> **PROBLEM DETAILS**
Somewhere below are a line with "which tables an" and a later line with "not a calculated". Output exactly those lines and all lines between them.

**** TASK INPUTS

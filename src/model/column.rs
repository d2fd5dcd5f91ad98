//! Physical column descriptions and the query model seam.

use serde::{Deserialize, Serialize};

use super::types::ColumnType;

/// A selectable physical column, as resolved by the query model.
#[derive(Debug, Clone, PartialEq, Serialize, Deserialize)]
pub struct PhysicalColumn {
    /// Logical name used in expressions (e.g., "orderDate").
    pub name: String,

    /// Alias of the table this column lives on (e.g., "t0").
    pub table_alias: String,

    /// Physical column or field name in the store.
    pub field_name: String,

    /// Declared data type.
    pub column_type: ColumnType,

    /// SQL text override for columns that are not plain references,
    /// such as JSON extractions (`t0.addr_info ->> '$.company'`).
    #[serde(default, skip_serializing_if = "Option::is_none")]
    pub declare: Option<String>,
}

impl PhysicalColumn {
    pub fn new(
        name: impl Into<String>,
        table_alias: impl Into<String>,
        field_name: impl Into<String>,
        column_type: ColumnType,
    ) -> Self {
        Self {
            name: name.into(),
            table_alias: table_alias.into(),
            field_name: field_name.into(),
            column_type,
            declare: None,
        }
    }

    pub fn with_declare(mut self, declare: impl Into<String>) -> Self {
        self.declare = Some(declare.into());
        self
    }

    /// SQL select text for this column.
    ///
    /// Defaults to `alias.field`; the `declare` override wins when set.
    pub fn declare_sql(&self) -> String {
        match &self.declare {
            Some(d) => d.clone(),
            None => format!("{}.{}", self.table_alias, self.field_name),
        }
    }

    /// Reference entry recorded on fragments that use this column.
    pub fn to_ref(&self) -> ColumnRef {
        ColumnRef {
            table_alias: self.table_alias.clone(),
            column: self.field_name.clone(),
        }
    }
}

/// A qualified column reference tracked on compiled fragments.
///
/// Downstream join analysis uses these to decide which tables an
/// expression actually touches.
#[derive(Debug, Clone, PartialEq, Eq, Hash, Serialize, Deserialize)]
pub struct ColumnRef {
    pub table_alias: String,
    pub column: String,
}

impl ColumnRef {
    pub fn new(table_alias: impl Into<String>, column: impl Into<String>) -> Self {
        Self {
            table_alias: table_alias.into(),
            column: column.into(),
        }
    }
}

impl std::fmt::Display for ColumnRef {
    fn fmt(&self, f: &mut std::fmt::Formatter<'_>) -> std::fmt::Result {
        write!(f, "{}.{}", self.table_alias, self.column)
    }
}

/// Lookup seam into the caller's query model.
///
/// The compiler resolves every identifier that is not a calculated
/// column through this trait; what counts as "selectable" is the
/// model's business.
pub trait QueryModel {
    /// Look up a selectable physical column by its logical name.
    fn find_column(&self, name: &str) -> Option<PhysicalColumn>;
}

********

> **WORKED SOLUTION**
/// Downstream join analysis uses these to decide which tables an
/// expression actually touches.
#[derive(Debug, Clone, PartialEq, Eq, Hash, Serialize, Deserialize)]
pub struct ColumnRef {
    pub table_alias: String,
    pub column: String,
}

impl ColumnRef {
    pub fn new(table_alias: impl Into<String>, column: impl Into<String>) -> Self {
        Self {
            table_alias: table_alias.into(),
            column: column.into(),
        }
    }
}

impl std::fmt::Display for ColumnRef {
    fn fmt(&self, f: &mut std::fmt::Formatter<'_>) -> std::fmt::Result {
        write!(f, "{}.{}", self.table_alias, self.column)
    }
}

/// Lookup seam into the caller's query model.
///
/// The compiler resolves every identifier that is not a calculated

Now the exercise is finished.